CIM-PD — Chimera Investment Corporation
NYSE
Q3 2025 Earnings Call Summary
November 6, 2025
CIM-PD Q3 2025 Earnings Call Summary
1. Key Financial Results and Metrics
- GAAP Net Loss: $22 million, or $0.27 per share.
- GAAP Book Value: $20.24 per share at the end of Q3.
- Economic Return on GAAP Book Value: -1.4% for Q3; 8.3% year-to-date.
- Net Income (Earnings Available for Distribution): $30 million, or $0.37 per share.
- Economic Net Interest Income: $69 million.
- Yield on Average Interest-Earning Assets: 5.9%; Average Cost of Funds: 4.5%; Net Interest Spread: 1.4%.
- Total Leverage: 4.8:1; Recourse Leverage: 2:1.
- Liquidity: $752 million in total cash and unencumbered assets, up from $561 million in Q2.
2. Strategic Updates and Business Highlights
- Acquisition of HomeXpress: Closed on October 1 for $267 million, including a $120 million premium. This acquisition is expected to enhance earnings and diversify revenue streams.
- Growth in Non-QM Market: Non-QM originations are projected to grow significantly, with expectations of reaching $4 billion to $4.4 billion in 2026.
- Portfolio Repositioning: The company is shifting its asset allocation, reducing residential credit exposure from over 90% to below 70%, while increasing Agency MBS holdings to about 17%.
- Securitization Plans: Anticipate conducting 4 to 5 securitizations per year, retaining some loans for investment.
3. Forward Guidance and Outlook
- Q4 2025 Projections: Expected originations of around $1 billion from HomeXpress, with pretax earnings of $15 million to $18 million.
- 2026 Projections: Anticipated originations of $4 billion to $4.4 billion, with pretax earnings of $62 million to $80 million, indicating a return on equity of 20% to 25%.
- Dividend Strategy: Future dividends will be assessed based on HomeXpress's earnings retention needs versus shareholder payouts.

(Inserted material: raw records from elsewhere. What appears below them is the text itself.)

//! Error types for proxy synthesis and dispatch

use protean_sdk::{MethodId, MethodSignature};

/// Result type for proxy operations
pub type ProxyResult<T> = Result<T, ProxyError>;

/// Errors raised while synthesizing proxy types, binding handlers, or
/// dispatching calls
#[derive(Debug, thiserror::Error)]
pub enum ProxyError {
    /// Two protocols in the requested set declare the same method with
    /// different signatures
    #[error(
        "Conflicting contract for method `{method}`: {first} declares {first_signature}, \
         {second} declares {second_signature}"
    )]
    ConflictingContract {
        /// Method declared twice
        method: MethodId,
        /// Protocol that declared it first
        first: String,
        /// Signature in the first protocol
        first_signature: MethodSignature,
        /// Protocol that declared it differently
        second: String,
        /// Signature in the second protocol
        second_signature: MethodSignature,
    },

    /// A proxy type was requested for no protocols at all
    #[error("Cannot synthesize a proxy type for an empty protocol set")]
    EmptyProtocolSet,

    /// The binding session was used before it was committed
    #[error("Binding session has not been committed")]
    SessionNotReady,

    /// The binding session was used after it was committed or consumed
    #[error("Binding session is closed")]
    SessionClosed,

    /// No handler is bound for the invoked method
    ///
    /// `declared` tells whether any protocol of the proxy's type declares
    /// the method at all.
    #[error("No handler bound for method `{method}`{}", declared_suffix(.declared))]
    UnboundMethod {
        /// Invoked method
        method: MethodId,
        /// Whether the method is part of the proxy's protocols
        declared: bool,
    },

    /// A method was invoked with the wrong number of arguments
    #[error("Method `{method}` expects {expected} arguments, got {got}")]
    ArityMismatch {
        /// Invoked method
        method: MethodId,
        /// Declared parameter count
        expected: usize,
        /// Arguments actually passed
        got: usize,
    },

    /// A binding targets a method none of the requested protocols declare
    #[error("Binding for `{method}` does not match any declared protocol method")]
    UndeclaredBinding {
        /// Method the binding targeted
        method: MethodId,
    },

    /// A required method has no handler and completeness was requested
    #[error("Protocol {protocol} requires method `{method}` but no handler was bound")]
    MissingRequiredMethod {
        /// Protocol requiring the method
        protocol: String,
        /// Unbound method
        method: MethodId,
    },

    /// The bound handler failed; its error is carried unmodified
    #[error(transparent)]
    Handler(anyhow::Error),
}

fn declared_suffix(declared: &bool) -> &'static str {
    if *declared {
        ""
    } else {
        " (not declared by any protocol)"
    }
}

impl ProxyError {
    /// Whether this is a missing-handler condition rather than a handler failure
    pub fn is_unbound(&self) -> bool {
        matches!(self, ProxyError::UnboundMethod { .. })
    }

    /// The handler's own failure, if this error carries one
    pub fn handler_error(&self) -> Option<&anyhow::Error> {
        match self {
            ProxyError::Handler(err) => Some(err),
            _ => None,
        }
    }

    /// Take the handler's own failure out of this error
    pub fn into_handler_error(self) -> Result<anyhow::Error, ProxyError> {
        match self {
            ProxyError::Handler(err) => Ok(err),
            other => Err(other),
        }
    }
}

4. Bad News, Challenges, or Points of Concern
- Decline in GAAP Book Value: A 3.2% decrease in book value during Q3, attributed to tighter non-Agency RMBS spreads and rising short-term rates.
- Increased Costs: Transaction expenses rose by $10 million due to the HomeXpress acquisition, and general administrative expenses increased by $2 million due to one-time severance payments.
- Market Conditions: The economic environment remains mixed, with rising defaults in non-mortgage sectors and a need for heightened investor awareness.
5. Notable Q&A Insights
- Book Value Fluctuations: Management explained the decline in book value was due to timing lags in market conditions affecting loan valuations compared to securitized debt.
- Goodwill from Acquisition: Clarified that the premium paid for HomeXpress will be evaluated for goodwill versus intangibles based on purchase accounting.
- Dividend Policy: Future dividends will balance between current needs and the growth requirements of HomeXpress, with no definitive commitment made at this time.
- Loan Retention Strategy: Plans to retain a portion of HomeXpress's loans for securitization, with expected returns in the mid- to high teens, while maintaining existing partnerships.
This summary encapsulates the key elements from the earnings call, highlighting both the positive developments and the challenges faced by Chimera Investment Corporation in Q3 2025.